-- SUPPLIED ENTRIES --
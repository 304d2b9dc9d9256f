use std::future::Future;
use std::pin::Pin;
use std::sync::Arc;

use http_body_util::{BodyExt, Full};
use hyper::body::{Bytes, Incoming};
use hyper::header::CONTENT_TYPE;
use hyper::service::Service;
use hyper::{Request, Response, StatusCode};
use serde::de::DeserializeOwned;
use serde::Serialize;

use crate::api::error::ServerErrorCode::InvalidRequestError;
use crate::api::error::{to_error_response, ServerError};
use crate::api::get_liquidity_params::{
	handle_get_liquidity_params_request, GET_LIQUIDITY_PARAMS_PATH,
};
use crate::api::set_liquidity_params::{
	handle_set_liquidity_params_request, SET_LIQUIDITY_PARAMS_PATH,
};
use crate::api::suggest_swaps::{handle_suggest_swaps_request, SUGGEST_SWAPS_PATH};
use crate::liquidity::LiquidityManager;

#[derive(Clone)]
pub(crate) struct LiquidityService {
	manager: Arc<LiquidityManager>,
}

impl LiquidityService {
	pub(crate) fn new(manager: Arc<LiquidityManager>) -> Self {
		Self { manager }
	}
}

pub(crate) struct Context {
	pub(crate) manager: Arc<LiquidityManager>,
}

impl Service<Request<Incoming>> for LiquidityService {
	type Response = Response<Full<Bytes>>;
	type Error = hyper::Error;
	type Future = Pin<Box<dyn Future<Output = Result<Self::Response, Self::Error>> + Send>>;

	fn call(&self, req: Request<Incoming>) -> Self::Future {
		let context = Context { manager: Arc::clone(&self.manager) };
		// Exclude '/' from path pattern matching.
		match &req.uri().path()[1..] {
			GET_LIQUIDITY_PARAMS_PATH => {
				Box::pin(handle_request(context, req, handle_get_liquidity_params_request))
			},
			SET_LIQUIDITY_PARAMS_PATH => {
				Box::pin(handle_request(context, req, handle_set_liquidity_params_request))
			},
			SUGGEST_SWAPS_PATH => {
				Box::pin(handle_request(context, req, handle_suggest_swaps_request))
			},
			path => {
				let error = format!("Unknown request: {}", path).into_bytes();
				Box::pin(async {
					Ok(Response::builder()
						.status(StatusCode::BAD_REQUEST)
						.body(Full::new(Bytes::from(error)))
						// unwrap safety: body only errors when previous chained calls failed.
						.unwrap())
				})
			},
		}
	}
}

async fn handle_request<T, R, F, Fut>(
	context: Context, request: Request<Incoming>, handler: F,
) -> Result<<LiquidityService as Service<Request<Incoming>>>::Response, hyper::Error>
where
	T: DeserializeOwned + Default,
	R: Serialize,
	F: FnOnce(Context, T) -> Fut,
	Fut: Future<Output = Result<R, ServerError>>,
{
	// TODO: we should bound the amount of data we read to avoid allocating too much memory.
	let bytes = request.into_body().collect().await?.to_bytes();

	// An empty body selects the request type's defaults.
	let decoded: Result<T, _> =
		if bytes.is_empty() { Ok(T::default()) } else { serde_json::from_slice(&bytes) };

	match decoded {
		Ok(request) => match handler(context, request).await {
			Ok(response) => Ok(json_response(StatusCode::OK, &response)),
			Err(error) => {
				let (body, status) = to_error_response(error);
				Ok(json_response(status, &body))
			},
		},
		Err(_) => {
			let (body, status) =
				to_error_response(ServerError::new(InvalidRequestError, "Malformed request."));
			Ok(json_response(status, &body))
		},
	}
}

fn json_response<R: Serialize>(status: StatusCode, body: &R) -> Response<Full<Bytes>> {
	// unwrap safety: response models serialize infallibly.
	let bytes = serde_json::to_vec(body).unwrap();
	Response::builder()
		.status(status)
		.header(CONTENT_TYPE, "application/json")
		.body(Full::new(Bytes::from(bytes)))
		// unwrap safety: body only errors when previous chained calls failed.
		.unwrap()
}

-- WHAT TO PRODUCE --
Give back, unchanged, the line that holds "let (body, status) = to_error_response(error);" along with all lines after it through the last line above.

-- RESULT --
				let (body, status) = to_error_response(error);
				Ok(json_response(status, &body))
			},
		},
		Err(_) => {
			let (body, status) =
				to_error_response(ServerError::new(InvalidRequestError, "Malformed request."));
			Ok(json_response(status, &body))
		},
	}
}

fn json_response<R: Serialize>(status: StatusCode, body: &R) -> Response<Full<Bytes>> {
	// unwrap safety: response models serialize infallibly.
	let bytes = serde_json::to_vec(body).unwrap();
	Response::builder()
		.status(status)
		.header(CONTENT_TYPE, "application/json")
		.body(Full::new(Bytes::from(bytes)))
		// unwrap safety: body only errors when previous chained calls failed.
		.unwrap()
}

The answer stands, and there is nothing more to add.